* [DATASET EXCERPTS]:
------------------------------------------------------------
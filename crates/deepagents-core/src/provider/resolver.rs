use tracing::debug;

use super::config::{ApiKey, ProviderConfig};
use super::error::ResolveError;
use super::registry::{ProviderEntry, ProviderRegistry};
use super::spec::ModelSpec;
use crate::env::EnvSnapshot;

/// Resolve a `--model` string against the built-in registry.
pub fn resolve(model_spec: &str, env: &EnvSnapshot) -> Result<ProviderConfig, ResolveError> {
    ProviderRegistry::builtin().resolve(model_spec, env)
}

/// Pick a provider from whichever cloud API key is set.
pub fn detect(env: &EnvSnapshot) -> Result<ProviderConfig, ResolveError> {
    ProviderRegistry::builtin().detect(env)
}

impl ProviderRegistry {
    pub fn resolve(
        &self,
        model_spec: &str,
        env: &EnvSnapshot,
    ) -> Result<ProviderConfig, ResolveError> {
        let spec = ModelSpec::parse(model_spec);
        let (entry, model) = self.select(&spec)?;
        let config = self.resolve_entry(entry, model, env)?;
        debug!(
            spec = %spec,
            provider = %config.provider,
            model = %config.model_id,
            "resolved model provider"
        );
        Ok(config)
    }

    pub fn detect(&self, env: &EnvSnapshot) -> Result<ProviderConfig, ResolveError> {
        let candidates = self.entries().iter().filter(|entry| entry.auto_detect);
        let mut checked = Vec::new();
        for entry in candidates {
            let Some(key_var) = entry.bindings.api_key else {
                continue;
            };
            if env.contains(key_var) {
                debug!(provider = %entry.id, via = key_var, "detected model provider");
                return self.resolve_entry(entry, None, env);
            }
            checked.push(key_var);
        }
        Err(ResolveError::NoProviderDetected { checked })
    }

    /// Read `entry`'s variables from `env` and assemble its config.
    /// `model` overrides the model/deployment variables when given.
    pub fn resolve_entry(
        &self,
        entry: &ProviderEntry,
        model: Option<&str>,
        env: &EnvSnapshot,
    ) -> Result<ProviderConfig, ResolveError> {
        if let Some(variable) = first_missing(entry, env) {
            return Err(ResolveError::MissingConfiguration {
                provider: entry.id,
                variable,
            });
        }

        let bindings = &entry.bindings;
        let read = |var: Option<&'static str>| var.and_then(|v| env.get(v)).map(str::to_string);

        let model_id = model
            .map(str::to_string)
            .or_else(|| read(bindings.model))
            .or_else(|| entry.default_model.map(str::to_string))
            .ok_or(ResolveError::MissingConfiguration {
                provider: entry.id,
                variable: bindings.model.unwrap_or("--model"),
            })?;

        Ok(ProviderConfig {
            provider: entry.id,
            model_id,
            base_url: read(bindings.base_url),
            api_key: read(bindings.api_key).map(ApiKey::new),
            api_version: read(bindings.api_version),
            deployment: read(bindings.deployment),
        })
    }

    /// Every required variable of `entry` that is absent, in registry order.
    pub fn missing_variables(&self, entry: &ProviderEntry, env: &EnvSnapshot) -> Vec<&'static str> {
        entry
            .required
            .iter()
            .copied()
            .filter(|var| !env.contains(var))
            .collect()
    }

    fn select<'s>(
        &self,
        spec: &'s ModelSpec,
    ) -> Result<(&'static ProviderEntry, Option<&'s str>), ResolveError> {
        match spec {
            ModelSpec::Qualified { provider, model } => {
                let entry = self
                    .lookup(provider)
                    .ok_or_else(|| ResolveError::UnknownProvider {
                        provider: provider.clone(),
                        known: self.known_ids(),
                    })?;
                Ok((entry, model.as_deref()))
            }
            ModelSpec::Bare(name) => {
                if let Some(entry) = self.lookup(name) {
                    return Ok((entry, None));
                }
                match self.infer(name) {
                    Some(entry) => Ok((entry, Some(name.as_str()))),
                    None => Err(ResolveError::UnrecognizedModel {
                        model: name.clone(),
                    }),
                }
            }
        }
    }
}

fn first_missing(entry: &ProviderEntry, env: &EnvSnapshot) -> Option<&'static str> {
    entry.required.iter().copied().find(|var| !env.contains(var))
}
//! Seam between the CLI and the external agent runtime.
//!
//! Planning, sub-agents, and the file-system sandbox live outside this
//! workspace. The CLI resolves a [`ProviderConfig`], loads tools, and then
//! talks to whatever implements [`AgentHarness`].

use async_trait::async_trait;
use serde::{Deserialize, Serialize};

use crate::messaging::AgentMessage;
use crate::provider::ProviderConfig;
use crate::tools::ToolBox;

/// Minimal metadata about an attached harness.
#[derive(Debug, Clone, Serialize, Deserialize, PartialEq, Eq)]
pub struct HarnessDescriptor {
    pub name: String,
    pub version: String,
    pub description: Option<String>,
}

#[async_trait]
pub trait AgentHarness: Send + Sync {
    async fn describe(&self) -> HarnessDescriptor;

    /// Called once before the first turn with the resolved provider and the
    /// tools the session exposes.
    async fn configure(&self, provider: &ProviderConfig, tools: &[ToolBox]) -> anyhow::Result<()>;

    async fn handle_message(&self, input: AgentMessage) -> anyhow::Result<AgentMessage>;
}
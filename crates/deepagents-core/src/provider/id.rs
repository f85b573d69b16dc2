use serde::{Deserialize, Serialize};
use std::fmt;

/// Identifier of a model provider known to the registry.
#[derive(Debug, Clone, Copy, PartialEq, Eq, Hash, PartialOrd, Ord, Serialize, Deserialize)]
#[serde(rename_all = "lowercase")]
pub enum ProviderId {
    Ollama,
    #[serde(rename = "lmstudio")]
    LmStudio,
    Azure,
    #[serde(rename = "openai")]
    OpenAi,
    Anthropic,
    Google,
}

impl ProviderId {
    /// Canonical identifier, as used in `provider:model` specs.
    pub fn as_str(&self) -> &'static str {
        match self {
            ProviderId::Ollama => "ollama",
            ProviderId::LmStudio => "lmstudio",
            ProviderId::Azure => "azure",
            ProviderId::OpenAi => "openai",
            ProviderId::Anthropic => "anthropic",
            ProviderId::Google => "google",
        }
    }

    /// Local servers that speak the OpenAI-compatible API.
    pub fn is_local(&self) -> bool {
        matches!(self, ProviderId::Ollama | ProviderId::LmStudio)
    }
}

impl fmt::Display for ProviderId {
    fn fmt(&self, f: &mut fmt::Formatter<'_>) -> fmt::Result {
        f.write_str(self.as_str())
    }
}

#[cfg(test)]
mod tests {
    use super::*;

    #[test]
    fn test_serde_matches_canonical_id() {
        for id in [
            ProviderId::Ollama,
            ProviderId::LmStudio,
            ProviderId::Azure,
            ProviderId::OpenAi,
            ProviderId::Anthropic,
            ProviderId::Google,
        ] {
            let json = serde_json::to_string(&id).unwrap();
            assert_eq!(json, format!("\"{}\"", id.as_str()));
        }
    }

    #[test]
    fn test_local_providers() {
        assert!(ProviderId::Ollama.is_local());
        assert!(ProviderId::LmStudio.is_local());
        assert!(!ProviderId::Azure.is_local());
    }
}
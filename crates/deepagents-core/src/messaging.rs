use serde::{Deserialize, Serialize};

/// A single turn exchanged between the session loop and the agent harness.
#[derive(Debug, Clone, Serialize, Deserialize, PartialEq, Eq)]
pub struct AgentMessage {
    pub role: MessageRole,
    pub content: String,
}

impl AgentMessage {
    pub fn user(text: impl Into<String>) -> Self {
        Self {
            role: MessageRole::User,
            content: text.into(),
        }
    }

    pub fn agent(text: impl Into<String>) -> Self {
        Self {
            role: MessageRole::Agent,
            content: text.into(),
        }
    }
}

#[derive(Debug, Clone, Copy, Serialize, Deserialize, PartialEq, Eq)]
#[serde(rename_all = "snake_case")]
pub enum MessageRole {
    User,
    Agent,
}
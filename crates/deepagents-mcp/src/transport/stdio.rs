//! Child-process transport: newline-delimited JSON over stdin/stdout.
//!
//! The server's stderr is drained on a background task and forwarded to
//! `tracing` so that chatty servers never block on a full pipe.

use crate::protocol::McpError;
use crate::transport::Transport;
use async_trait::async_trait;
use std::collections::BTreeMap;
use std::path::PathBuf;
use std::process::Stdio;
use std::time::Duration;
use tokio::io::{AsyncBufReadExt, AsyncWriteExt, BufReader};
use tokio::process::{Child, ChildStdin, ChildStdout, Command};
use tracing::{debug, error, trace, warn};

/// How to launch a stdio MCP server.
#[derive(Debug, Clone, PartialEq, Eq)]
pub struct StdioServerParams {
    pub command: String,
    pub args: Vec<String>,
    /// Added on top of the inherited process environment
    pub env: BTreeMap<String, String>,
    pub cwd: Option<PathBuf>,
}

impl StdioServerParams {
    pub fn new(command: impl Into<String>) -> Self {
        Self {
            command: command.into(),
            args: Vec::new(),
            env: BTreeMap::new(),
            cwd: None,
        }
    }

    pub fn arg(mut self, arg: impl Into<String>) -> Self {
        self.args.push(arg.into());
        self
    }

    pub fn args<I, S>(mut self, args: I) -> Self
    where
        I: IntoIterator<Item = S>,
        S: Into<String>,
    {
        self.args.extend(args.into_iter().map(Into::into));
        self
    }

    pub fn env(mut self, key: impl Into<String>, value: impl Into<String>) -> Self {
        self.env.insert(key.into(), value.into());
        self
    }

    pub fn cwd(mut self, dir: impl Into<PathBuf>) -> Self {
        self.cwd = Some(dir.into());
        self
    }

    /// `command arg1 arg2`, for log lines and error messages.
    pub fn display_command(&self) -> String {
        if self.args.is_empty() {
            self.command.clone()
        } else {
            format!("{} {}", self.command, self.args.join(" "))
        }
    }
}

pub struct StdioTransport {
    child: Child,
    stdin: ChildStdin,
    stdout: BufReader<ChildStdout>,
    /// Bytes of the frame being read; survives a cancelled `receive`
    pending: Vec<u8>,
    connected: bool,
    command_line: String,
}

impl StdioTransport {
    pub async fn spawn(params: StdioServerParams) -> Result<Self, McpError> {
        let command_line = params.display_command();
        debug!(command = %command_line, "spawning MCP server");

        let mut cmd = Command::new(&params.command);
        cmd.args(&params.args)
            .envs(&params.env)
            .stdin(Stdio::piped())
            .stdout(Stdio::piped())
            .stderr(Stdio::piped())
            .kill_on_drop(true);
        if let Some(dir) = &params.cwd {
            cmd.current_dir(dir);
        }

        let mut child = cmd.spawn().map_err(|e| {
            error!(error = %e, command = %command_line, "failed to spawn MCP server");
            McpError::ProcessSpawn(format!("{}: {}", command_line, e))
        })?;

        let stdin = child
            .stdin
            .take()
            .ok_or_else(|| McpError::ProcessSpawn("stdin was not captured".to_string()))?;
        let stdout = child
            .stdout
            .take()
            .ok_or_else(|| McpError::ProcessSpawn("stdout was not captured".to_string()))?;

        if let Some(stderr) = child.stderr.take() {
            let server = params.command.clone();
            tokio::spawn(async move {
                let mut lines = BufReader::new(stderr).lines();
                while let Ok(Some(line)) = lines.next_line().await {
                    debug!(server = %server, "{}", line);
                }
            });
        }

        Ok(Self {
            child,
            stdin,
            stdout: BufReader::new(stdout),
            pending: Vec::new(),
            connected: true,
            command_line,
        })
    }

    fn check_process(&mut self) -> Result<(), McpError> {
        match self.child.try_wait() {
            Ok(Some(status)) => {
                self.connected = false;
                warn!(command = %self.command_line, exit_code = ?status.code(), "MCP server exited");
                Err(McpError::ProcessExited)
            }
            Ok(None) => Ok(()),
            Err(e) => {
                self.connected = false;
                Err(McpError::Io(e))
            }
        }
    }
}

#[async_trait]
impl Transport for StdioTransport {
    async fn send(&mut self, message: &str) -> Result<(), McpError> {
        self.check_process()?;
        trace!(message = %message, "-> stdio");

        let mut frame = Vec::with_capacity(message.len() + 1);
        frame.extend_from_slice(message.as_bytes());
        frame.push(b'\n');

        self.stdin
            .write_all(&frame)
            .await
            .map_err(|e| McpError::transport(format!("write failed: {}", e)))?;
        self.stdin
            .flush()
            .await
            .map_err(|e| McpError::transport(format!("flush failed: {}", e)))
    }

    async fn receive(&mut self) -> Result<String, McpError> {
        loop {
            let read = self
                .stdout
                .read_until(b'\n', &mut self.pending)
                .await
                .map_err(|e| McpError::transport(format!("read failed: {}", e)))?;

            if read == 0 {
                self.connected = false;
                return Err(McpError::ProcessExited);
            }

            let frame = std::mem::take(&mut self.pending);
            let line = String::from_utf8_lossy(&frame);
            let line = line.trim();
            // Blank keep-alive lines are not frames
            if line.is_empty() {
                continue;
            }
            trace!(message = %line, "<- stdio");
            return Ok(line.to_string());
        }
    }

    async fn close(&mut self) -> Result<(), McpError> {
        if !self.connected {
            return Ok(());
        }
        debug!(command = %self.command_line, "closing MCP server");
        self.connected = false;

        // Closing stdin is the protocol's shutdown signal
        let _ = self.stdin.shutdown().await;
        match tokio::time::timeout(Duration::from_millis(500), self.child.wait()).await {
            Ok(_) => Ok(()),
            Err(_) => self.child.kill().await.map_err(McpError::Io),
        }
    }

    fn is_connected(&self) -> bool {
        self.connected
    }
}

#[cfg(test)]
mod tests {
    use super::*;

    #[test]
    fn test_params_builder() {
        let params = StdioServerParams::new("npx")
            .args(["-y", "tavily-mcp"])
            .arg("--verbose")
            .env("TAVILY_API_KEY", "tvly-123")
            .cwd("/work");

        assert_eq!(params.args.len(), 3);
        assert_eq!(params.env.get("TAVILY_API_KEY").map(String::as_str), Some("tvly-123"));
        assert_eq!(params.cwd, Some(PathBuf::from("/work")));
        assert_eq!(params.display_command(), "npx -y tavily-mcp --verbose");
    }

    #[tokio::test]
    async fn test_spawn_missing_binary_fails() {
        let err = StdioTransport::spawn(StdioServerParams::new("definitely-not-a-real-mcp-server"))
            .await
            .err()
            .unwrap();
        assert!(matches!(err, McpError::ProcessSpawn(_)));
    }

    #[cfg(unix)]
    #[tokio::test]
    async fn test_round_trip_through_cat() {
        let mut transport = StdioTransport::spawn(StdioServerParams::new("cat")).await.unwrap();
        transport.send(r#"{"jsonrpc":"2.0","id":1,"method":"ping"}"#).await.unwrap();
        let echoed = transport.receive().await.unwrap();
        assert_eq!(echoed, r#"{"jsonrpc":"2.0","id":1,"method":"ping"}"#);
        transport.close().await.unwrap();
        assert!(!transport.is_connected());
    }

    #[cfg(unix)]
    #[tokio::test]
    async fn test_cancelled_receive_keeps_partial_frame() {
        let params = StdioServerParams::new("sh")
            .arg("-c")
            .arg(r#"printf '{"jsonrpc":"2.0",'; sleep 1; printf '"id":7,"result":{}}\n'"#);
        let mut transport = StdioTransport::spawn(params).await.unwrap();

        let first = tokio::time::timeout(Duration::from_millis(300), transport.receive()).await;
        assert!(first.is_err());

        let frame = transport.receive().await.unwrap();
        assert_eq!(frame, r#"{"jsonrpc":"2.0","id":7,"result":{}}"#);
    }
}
------------------------------------------------------------
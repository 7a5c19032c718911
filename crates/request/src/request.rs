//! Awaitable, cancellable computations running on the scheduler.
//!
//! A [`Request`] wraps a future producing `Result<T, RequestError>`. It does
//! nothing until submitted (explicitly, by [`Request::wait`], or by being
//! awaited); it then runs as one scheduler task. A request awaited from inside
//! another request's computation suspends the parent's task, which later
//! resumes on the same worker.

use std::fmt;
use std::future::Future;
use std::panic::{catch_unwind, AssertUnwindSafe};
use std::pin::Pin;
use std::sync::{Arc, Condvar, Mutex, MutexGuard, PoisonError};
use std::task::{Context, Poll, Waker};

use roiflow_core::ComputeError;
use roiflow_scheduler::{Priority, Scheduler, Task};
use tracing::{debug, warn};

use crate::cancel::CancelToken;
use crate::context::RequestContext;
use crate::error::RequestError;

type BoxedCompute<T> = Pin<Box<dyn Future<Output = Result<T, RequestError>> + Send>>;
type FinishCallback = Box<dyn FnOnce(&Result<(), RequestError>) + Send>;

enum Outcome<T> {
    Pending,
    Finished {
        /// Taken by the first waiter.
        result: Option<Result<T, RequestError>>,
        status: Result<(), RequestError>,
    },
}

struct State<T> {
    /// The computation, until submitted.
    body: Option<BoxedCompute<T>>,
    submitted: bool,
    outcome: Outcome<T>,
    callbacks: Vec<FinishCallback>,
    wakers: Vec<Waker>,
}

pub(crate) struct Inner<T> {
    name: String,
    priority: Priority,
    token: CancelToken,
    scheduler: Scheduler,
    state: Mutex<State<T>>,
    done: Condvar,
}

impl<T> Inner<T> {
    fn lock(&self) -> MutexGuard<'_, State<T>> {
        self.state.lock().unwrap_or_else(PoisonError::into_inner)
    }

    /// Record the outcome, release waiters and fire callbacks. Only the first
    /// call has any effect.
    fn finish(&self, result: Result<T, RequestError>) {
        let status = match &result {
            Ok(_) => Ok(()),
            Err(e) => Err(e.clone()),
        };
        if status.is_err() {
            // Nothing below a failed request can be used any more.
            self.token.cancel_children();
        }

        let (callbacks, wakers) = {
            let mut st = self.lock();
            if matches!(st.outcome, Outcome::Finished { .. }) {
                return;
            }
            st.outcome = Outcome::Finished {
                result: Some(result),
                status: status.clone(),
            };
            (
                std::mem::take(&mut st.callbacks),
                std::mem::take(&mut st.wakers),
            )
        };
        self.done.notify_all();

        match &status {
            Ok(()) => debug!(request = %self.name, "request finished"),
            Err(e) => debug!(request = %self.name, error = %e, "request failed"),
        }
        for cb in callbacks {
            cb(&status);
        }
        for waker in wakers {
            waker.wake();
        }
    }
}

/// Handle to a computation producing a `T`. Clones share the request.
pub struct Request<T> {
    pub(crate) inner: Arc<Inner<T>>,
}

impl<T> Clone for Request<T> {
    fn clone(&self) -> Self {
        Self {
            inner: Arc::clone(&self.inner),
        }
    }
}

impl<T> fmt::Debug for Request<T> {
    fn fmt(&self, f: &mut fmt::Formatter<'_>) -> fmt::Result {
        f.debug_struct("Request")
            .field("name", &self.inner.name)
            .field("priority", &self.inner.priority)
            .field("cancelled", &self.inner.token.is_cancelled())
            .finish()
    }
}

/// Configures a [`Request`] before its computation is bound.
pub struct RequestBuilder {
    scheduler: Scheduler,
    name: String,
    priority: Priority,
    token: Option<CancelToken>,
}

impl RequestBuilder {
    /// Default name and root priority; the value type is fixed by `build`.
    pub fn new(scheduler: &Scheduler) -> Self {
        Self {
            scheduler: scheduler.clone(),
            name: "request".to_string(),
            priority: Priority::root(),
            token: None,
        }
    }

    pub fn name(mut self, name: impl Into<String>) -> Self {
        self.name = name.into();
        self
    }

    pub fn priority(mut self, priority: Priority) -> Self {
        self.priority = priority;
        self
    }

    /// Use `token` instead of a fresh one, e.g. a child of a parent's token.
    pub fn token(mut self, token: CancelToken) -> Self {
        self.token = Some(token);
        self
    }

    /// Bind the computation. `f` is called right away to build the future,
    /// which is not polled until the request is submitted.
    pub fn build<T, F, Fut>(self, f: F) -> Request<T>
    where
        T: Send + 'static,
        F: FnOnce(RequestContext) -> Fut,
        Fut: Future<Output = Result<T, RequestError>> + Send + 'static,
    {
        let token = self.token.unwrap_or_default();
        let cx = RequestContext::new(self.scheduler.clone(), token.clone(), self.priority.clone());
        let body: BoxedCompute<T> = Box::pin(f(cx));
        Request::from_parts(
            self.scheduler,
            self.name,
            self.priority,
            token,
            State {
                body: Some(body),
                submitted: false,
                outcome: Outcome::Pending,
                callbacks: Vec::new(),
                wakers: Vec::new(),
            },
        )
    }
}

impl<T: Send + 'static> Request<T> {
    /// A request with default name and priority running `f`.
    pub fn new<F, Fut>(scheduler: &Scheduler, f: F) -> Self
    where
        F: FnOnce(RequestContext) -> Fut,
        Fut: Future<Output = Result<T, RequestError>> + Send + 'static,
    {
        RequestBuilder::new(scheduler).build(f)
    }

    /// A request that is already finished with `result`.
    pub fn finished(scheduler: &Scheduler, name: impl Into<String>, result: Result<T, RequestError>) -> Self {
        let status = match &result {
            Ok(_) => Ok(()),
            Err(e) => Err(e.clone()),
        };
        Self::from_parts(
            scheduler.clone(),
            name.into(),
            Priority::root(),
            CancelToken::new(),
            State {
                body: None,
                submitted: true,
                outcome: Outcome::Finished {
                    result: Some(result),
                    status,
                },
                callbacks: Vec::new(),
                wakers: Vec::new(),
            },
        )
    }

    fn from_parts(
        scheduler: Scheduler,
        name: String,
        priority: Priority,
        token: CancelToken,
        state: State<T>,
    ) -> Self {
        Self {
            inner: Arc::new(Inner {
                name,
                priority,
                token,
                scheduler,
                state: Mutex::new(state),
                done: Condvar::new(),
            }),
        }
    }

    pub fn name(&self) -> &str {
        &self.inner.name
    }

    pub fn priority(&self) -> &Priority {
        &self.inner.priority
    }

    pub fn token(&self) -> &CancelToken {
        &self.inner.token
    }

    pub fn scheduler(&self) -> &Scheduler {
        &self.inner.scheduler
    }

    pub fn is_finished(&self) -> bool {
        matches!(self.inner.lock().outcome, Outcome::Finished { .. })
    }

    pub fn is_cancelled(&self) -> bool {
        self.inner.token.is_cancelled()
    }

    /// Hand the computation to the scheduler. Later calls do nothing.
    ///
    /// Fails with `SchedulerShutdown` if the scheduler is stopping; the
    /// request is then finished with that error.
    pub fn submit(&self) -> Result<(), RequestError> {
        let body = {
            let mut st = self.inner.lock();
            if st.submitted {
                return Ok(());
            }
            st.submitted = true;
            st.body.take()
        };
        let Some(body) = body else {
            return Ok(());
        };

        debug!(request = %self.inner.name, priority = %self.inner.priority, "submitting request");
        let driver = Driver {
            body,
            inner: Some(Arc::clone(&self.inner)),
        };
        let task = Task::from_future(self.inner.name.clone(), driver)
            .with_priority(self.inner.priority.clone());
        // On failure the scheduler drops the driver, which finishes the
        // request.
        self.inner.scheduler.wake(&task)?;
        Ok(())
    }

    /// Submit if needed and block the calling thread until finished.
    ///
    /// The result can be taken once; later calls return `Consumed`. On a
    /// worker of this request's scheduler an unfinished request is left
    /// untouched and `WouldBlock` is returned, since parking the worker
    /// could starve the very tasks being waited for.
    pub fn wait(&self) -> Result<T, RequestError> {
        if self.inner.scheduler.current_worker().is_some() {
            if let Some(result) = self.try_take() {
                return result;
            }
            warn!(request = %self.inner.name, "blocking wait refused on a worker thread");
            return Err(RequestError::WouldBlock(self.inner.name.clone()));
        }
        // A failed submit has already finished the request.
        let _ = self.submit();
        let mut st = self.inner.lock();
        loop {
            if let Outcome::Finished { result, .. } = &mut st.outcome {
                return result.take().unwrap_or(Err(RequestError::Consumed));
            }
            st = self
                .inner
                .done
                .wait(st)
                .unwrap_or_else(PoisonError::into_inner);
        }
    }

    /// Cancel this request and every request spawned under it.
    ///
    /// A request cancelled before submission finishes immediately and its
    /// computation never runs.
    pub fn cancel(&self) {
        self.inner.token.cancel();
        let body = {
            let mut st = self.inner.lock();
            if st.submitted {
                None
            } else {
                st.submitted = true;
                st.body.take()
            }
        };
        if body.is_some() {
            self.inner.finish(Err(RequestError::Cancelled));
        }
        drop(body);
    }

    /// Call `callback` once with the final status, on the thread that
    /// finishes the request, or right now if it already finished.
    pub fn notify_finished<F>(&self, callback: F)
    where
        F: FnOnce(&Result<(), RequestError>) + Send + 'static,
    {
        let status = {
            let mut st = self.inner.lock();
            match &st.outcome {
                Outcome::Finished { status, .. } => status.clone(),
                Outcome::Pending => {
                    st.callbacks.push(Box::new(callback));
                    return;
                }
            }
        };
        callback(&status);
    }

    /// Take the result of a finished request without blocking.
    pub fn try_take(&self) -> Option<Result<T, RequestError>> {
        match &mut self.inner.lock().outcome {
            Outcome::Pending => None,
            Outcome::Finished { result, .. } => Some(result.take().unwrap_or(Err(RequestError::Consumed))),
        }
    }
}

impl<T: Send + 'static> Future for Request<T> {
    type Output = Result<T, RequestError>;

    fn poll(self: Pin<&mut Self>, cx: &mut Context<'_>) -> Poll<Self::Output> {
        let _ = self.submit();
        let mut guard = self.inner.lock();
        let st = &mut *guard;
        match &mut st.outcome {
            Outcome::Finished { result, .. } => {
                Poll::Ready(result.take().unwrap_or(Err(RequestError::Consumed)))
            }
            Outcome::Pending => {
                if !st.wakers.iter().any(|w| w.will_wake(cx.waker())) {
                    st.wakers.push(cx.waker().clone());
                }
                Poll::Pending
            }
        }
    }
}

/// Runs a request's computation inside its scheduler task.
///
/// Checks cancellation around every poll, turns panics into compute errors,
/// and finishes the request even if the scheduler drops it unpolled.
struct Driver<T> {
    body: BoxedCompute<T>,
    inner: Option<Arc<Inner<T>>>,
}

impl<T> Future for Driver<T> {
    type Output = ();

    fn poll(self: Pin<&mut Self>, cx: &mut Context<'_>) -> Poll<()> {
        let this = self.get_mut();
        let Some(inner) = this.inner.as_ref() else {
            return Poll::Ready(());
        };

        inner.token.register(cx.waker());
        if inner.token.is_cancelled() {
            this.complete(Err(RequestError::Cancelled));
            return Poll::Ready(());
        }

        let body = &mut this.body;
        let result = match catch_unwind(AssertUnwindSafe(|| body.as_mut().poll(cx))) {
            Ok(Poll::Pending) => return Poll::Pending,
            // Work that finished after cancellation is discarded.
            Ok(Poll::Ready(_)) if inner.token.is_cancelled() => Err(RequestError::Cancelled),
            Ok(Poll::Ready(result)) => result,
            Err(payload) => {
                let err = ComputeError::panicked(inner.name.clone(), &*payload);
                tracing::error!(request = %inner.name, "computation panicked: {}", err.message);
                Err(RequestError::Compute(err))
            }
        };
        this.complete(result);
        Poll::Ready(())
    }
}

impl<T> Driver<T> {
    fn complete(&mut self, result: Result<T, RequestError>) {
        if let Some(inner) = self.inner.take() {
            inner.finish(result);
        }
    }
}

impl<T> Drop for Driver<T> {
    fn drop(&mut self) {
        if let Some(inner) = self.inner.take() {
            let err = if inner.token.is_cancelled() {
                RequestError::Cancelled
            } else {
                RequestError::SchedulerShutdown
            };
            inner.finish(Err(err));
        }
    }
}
------------------------------------------------------------
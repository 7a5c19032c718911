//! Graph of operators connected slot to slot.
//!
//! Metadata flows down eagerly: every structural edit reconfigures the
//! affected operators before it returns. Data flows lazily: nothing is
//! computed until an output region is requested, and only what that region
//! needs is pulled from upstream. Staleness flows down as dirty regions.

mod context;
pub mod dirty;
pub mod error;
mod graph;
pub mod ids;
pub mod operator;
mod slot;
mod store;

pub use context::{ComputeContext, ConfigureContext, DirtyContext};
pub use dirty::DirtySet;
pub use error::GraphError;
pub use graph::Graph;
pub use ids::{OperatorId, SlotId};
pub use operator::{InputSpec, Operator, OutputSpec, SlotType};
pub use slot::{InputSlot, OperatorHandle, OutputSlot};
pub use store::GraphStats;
------------------------------------------------------------
* [EXERCISE GOAL]: The answer should be a single number: how many lines in the entries contain "required".

* [EXERCISE ANSWER]: 3